06Which has better profit margins — ULS or ICFI or CACI or SAIC?
UL Solutions Inc.
(ULS) is the more profitable company, earning 10. 6% net margin versus 4. 9% for ICF International, Inc. — meaning it keeps 10. 6% of every revenue dollar as bottom-line profit. Operating margin tells a similar story: ULS leads at 17. 1% versus 7. 1% for SAIC. At the gross margin level — before operating expenses — ULS leads at 49. 1%, reflecting greater pricing power or product mix advantage. Stronger margins indicate durable pricing power, lower cost of revenue, or higher mix of software/services. They are one of the clearest signs of business quality.
07Is ULS or ICFI or CACI or SAIC more undervalued right now?
The PEG ratio (forward P/E divided by expected earnings growth rate) is the most precise measure of undervaluation relative to growth potential.
By this metric, Science Applications International Corporation (SAIC) is the more undervalued stock at a PEG of 0. 56x versus UL Solutions Inc. 's 6. 57x. A PEG below 1. 0 is traditionally considered the threshold for growth-adjusted undervaluation. On forward earnings alone, Science Applications International Corporation (SAIC) trades at 9. 3x forward P/E versus 43. 7x for UL Solutions Inc. — 34. 4x cheaper on a one-year earnings basis. Analyst consensus price targets imply the most upside for CACI: 50. 8% to $725. 50.
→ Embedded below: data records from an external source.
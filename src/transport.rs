use std::sync::Arc;

use async_trait::async_trait;

use crate::error::Result;

/// Outbound capability of the messaging platform.
///
/// The platform client (Telegram, Discord, a test double) lives behind this
/// trait; the managers never see anything more specific. Inbound traffic
/// arrives pre-parsed through [`crate::Assistant::handle_message`] and
/// [`crate::Assistant::handle_media_upload`].
#[async_trait]
pub trait Transport: Send + Sync {
    /// Deliver a text message to the owner
    async fn send(&self, owner_id: &str, text: &str) -> Result<()>;

    /// Deliver a file attachment; `location` is a local path or a URL the
    /// platform can fetch
    async fn send_file(&self, owner_id: &str, location: &str, display_name: &str) -> Result<()>;

    /// Resolve an opaque file handle to a fetchable URL
    async fn resolve_file_link(&self, file_ref: &str) -> Result<String>;
}

/// Shared transport handle passed to the managers
pub type SharedTransport = Arc<dyn Transport>;
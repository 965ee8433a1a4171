use chrono::{DateTime, Utc};
use serde::{Deserialize, Serialize};

/// A note owned by a single user
#[derive(Debug, Clone, PartialEq, Serialize, Deserialize, sqlx::FromRow)]
#[serde(rename_all = "camelCase")]
pub struct Note {
    /// Store-assigned id
    pub id: i64,
    /// Opaque identity of the owning user
    pub owner_id: String,
    pub title: String,
    pub content: String,
    /// Optional free-text tag; absent is stored as NULL, never as ""
    pub category: Option<String>,
    pub created_at: DateTime<Utc>,
    /// Bumped on every edit; always >= created_at
    pub last_edited_at: DateTime<Utc>,
}

impl Note {
    /// Whether the note has been edited since creation
    pub fn was_edited(&self) -> bool {
        self.last_edited_at > self.created_at
    }
}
08Which pays a better dividend — ULS or ICFI or CACI or SAIC?
In this comparison, SAIC (1.
6% yield), ICFI (0. 8% yield), ULS (0. 5% yield) pay a dividend. CACI does not pay a meaningful dividend and should not be held primarily for income.
09Is ULS or ICFI or CACI or SAIC better for a retirement portfolio?
For long-horizon retirement investors, Science Applications International Corporation (SAIC) is the stronger choice — it scores higher on the combination of lower volatility, dividend reliability, and long-term compounding (low volatility (β 0.
27), 1. 6% yield, +104. 0% 10Y return). Both have compounded well over 10 years (SAIC: +104. 0%, ULS: +190. 4%), confirming both are viable long-term holds — but the lower-volatility option typically results in less emotional selling during corrections. Retirement portfolios generally favour predictability over maximum returns. Consult a financial advisor before making allocation decisions.
10What are the main differences between ULS and ICFI and CACI and SAIC?
These companies operate in different sectors (ULS (Industrials) and ICFI (Industrials) and CACI (Technology) and SAIC (Technology)), which means they face different economic cycles, regulatory environments, and macro sensitivities — making direct comparison nuanced.
In terms of investment character: ULS is a mid-cap quality compounder stock; ICFI is a small-cap deep-value stock; CACI is a mid-cap quality compounder stock; SAIC is a small-cap deep-value stock. ULS, ICFI, SAIC pay a dividend while CACI does not, making them suitable for different income and tax situations. These fundamental differences mean investors should not choose between them on a single metric — the "better stock" depends entirely on which of these characteristics aligns with your investment strategy.